Reliance Industries' eastern offshore KG-D6 gas fields at peak production will help the nation save $8.3 billion annually or 0.7 per cent of the GDP, investment banker Morgan Stanley said on Friday.
"Assuming 80 million cubic meters per day of gas supplies for a year as a whole, India could save $8.3 billion annually," Moran Stanley said in a research note on RIL for its clients.
RIL, which is currently producing 31-32 mmcmd, is likely to touch 80 mmcmd in next six months. This peak output could replace close to 26 million tons of crude oil, which is as much as ONGC produces domestically, or about 17 per cent of current demand in India, the report said.

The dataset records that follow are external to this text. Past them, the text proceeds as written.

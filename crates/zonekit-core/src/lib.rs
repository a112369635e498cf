//! # zonekit Core
//!
//! Draft-state management and validation correlation for lighting-zone
//! spaces edited against a remote configuration service.
//!
//! ## Architecture Overview
//!
//! ```text
//! ┌──────────────────────────────────────────────────────────┐
//! │                     SyncController                       │
//! │  ┌──────────────┐ ┌──────────────┐ ┌──────────────────┐  │
//! │  │ ZoneService  │ │ EntityCatalog│ │     EventBus     │  │
//! │  └──────────────┘ └──────────────┘ └──────────────────┘  │
//! │         │                                                │
//! │  ┌──────┴───────────────────────────────────┐            │
//! │  │             SpaceDraftStore              │            │
//! │  │  ┌─────────┐ ┌─────────┐ ┌────────────┐  │            │
//! │  │  │ Zone 1  │ │ Zone 2  │ │ ErrorIndex │  │            │
//! │  │  └─────────┘ └─────────┘ └────────────┘  │            │
//! │  └──────────────────────────────────────────┘            │
//! └──────────────────────────────────────────────────────────┘
//! ```
//!
//! ## Learning: Commands In, Events Out
//!
//! The only way to change a draft is a [`DraftCommand`]. The only way to
//! hear about a change is a [`SyncEvent`]. Hosts never poke at the store
//! directly, which keeps the dirty flag and error index honest.

pub mod catalog;
pub mod command;
pub mod config;
pub mod draft;
pub mod event;
pub mod service;
pub mod sync;
pub mod validation;

pub use catalog::{AreaFilter, EntityCatalog};
pub use command::DraftCommand;
pub use config::Config;
pub use draft::{DraftError, DraftResult, SpaceDraftStore, ZoneChange};
pub use event::{EventBus, EventHandler, SyncEvent};
pub use service::{ServiceError, ServiceResult, ZoneService};
pub use sync::{LoadRequest, LoadStatus, PendingLoad, SaveStatus, SyncController, SyncState};
pub use validation::ValidationErrorIndex;

pub use zonekit_model as model;

use zonekit_model::{ErrorCode, FieldTag, ValidationError};

/// Result type for core operations
pub type CoreResult<T> = Result<T, CoreError>;

/// Errors that can occur in core operations
#[derive(Debug, thiserror::Error)]
pub enum CoreError {
    #[error("No space selected")]
    NoSpaceSelected,

    #[error("Space name is empty")]
    EmptySpaceName,

    #[error("Failed to load space '{space}': {source}")]
    LoadFailed {
        space: String,
        #[source]
        source: ServiceError,
    },

    #[error("Failed to refresh space '{space}': {source}")]
    RefreshFailed {
        space: String,
        #[source]
        source: ServiceError,
    },

    #[error("Failed to save space '{space}': {source}")]
    SaveFailed {
        space: String,
        #[source]
        source: ServiceError,
    },

    #[error("Failed to create space '{space}': {source}")]
    CreateFailed {
        space: String,
        #[source]
        source: ServiceError,
    },

    #[error("Failed to delete space '{space}': {source}")]
    DeleteFailed {
        space: String,
        #[source]
        source: ServiceError,
    },

    #[error("Failed to load entities: {0}")]
    EntitiesFailed(#[source] ServiceError),

    #[error("Failed to load areas: {0}")]
    AreasFailed(#[source] ServiceError),

    #[error("Failed to load spaces: {0}")]
    SpacesFailed(#[source] ServiceError),

    #[error(transparent)]
    Draft(#[from] DraftError),
}

impl CoreError {
    /// Returns the error in the shape the error index displays.
    ///
    /// Local usage errors (no selection, empty name) have no report.
    pub fn to_report(&self) -> Option<ValidationError> {
        let (field, code, text) = match self {
            CoreError::NoSpaceSelected | CoreError::EmptySpaceName => return None,
            CoreError::Draft(err) => return Some(err.to_report()),
            CoreError::LoadFailed { .. } => {
                (FieldTag::Space, ErrorCode::LoadFailed, "Failed to load space")
            }
            CoreError::RefreshFailed { .. } => {
                (FieldTag::Refresh, ErrorCode::RefreshFailed, "Failed to refresh")
            }
            CoreError::SaveFailed { .. } => {
                (FieldTag::Save, ErrorCode::SaveFailed, "Failed to save")
            }
            CoreError::CreateFailed { .. } => {
                (FieldTag::Space, ErrorCode::CreateFailed, "Failed to create space")
            }
            CoreError::DeleteFailed { .. } => {
                (FieldTag::Space, ErrorCode::DeleteFailed, "Failed to delete space")
            }
            CoreError::EntitiesFailed(_) => {
                (FieldTag::Filter, ErrorCode::EntitiesFailed, "Failed to load entities")
            }
            CoreError::AreasFailed(_) => (
                FieldTag::Filter,
                ErrorCode::Other("areas_failed".to_string()),
                "Failed to load areas",
            ),
            CoreError::SpacesFailed(_) => (
                FieldTag::Space,
                ErrorCode::Other("spaces_failed".to_string()),
                "Failed to load spaces",
            ),
        };
        Some(ValidationError::space_level(field, code, text))
    }
}

#[cfg(test)]
mod tests {
    use super::*;

    #[test]
    fn test_transport_errors_are_tagged() {
        let err = CoreError::SaveFailed {
            space: "home".to_string(),
            source: ServiceError::Transport("closed".to_string()),
        };
        let report = err.to_report().unwrap();

        assert_eq!(report.code, ErrorCode::SaveFailed);
        assert_eq!(report.field, FieldTag::Save);
        assert!(report.is_space_level());
    }

    #[test]
    fn test_usage_errors_have_no_report() {
        assert!(CoreError::NoSpaceSelected.to_report().is_none());
    }
}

"We estimate 20 mmcmd of gas would go to the fertilizer industry and most of the rest to the power industry. This implies that as much as 13 million tons or 50 per cent of the country's fertilizer production, and about 12,500 MW of power, or 8-9 per cent of overall power produced in the country, can run on RIL's gas."
RIL started gas production from KG-D6 fields on April 2 and has signed contracts with 15 fertiliser plants to sell close to 15 mmcmd gas. Additionally, it has contracted over 25 mmcmd to 19 power plants and 3.3 mmcmd to steel plants.
The report stated that 5 mmcmd more gas could go to fertilizer plants and identified power plants that can take more of KG-D6 gas.
Morgan Stanley prescribed that gas allocation to power plants be made at 90 per cent Plant Load Factor (PLF) or capacity, rather than current scheme of allocation to the 19 power plants at 70 per cent PLF.
State-run NTPC's power plants at Faridabad, Anta, Dadri, Kawas and Gandhar were among the plants which have a fuel deficit that KG-D6 can bridge. Besides, state power plants and private generation units that either buy expensive liquid fuel or imported LNG can also switch to cheaper KG-D6 gas that is priced at USD 4.20 per million British thermal unit.
Morgan Stanley said there was a lot of uncertainty around the litigation between RIL and Anil Ambani Group firm RNRL which is claiming 35 per cent of the peak output at $2.34 per mmBtu price. NTPC is also seeking 12 mmcmd at the same price which is 44 per cent lower than government set rates.
The report highlighted four different possible scenarios. "Our base case is based on $4.2 per mmBtu price for all the D6 gas to customers other than NTPC and RNRL, who would get the gas at a lower price when their power plants are ready to consume the gas. We believe the green field ventures of both RNRL and NTPC are at least three years away, and until then RIL should be able to earn $4.2 per mmBtu on its entire gas production."
If all of the gas is sold at $4.2 per mmBtu, the net asset value (NAV) for D6 would be $19.98 billion, but if RNRL and NTPC get gas at cheaper rates, the NAV would be $17.09 billion, Morgan Stanley said.
In case the gas price is $2.34 per mmBtu for a second 40 mmcmd but RIL pays statutory levies to the government at $4.2, the NAV would be $12.19 billion.